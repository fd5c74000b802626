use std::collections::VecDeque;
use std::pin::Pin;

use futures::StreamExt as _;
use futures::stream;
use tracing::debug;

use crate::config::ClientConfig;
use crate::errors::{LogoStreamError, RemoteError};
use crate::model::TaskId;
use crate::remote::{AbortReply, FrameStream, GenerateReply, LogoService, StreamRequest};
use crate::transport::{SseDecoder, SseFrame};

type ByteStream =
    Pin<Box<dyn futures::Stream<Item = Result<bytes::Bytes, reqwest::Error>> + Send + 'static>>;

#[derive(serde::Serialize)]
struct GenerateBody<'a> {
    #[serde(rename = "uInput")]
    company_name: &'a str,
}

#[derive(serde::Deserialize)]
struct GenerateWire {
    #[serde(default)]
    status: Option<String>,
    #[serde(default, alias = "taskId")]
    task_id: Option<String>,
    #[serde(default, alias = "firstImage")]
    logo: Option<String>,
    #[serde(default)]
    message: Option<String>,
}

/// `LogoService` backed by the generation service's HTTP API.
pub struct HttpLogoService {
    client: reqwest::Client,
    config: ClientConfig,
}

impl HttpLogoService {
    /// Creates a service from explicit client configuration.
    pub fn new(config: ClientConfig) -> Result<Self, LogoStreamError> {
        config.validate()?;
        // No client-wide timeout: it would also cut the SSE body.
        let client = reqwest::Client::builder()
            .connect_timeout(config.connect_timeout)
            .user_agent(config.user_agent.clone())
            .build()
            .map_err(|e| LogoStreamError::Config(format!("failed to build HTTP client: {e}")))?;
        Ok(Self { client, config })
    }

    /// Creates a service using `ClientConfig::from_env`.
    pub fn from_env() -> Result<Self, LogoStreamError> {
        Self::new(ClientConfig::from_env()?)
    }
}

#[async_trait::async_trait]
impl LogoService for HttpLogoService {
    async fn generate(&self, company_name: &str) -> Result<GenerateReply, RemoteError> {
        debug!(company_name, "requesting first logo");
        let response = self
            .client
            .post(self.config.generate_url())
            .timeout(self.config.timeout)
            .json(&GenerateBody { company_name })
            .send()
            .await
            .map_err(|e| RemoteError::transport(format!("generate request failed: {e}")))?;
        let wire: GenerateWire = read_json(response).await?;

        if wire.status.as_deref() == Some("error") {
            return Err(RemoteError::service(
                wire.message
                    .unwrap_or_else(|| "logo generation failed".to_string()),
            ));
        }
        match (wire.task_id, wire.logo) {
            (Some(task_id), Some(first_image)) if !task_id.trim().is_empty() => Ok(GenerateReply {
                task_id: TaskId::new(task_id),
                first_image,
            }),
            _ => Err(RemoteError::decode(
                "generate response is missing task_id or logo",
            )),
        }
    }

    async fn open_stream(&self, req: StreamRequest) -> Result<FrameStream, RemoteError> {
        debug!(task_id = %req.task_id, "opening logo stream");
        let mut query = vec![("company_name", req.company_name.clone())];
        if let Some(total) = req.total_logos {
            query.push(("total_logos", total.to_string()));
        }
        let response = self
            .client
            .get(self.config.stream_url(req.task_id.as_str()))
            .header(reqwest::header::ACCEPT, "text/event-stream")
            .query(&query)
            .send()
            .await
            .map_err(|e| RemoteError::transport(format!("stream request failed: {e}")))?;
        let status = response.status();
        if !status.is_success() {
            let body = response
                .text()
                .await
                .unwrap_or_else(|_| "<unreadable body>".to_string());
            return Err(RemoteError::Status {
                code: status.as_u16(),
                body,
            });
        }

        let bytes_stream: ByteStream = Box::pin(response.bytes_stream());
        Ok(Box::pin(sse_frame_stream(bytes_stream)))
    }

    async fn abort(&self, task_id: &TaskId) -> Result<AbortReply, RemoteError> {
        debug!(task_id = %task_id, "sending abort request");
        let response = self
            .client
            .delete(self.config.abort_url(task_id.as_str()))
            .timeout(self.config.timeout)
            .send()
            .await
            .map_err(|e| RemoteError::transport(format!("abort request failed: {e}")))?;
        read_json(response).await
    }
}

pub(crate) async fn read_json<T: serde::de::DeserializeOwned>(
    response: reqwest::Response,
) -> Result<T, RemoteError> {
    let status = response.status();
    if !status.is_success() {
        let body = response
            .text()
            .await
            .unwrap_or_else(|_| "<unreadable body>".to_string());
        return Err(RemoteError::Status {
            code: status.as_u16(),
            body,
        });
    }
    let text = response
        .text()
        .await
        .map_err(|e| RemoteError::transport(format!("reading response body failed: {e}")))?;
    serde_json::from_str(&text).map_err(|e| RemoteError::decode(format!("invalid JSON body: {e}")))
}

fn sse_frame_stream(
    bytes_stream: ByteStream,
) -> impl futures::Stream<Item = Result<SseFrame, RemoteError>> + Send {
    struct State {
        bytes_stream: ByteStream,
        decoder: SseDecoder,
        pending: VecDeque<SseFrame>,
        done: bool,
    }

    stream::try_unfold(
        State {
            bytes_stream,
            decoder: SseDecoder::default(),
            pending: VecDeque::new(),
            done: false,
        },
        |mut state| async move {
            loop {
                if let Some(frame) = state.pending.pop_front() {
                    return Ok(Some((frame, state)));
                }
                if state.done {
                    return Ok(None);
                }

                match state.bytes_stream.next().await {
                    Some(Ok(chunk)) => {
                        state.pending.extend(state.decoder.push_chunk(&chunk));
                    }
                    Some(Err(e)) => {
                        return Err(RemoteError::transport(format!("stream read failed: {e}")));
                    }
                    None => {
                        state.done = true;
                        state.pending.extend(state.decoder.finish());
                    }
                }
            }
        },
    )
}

◆ Problem
Which of the lines above carry the string "format"? Pick them out and copy them.

◆ Exercise solution
            .map_err(|e| LogoStreamError::Config(format!("failed to build HTTP client: {e}")))?;
            .map_err(|e| RemoteError::transport(format!("generate request failed: {e}")))?;
            .map_err(|e| RemoteError::transport(format!("stream request failed: {e}")))?;
            .map_err(|e| RemoteError::transport(format!("abort request failed: {e}")))?;
        .map_err(|e| RemoteError::transport(format!("reading response body failed: {e}")))?;
    serde_json::from_str(&text).map_err(|e| RemoteError::decode(format!("invalid JSON body: {e}")))
                        return Err(RemoteError::transport(format!("stream read failed: {e}")));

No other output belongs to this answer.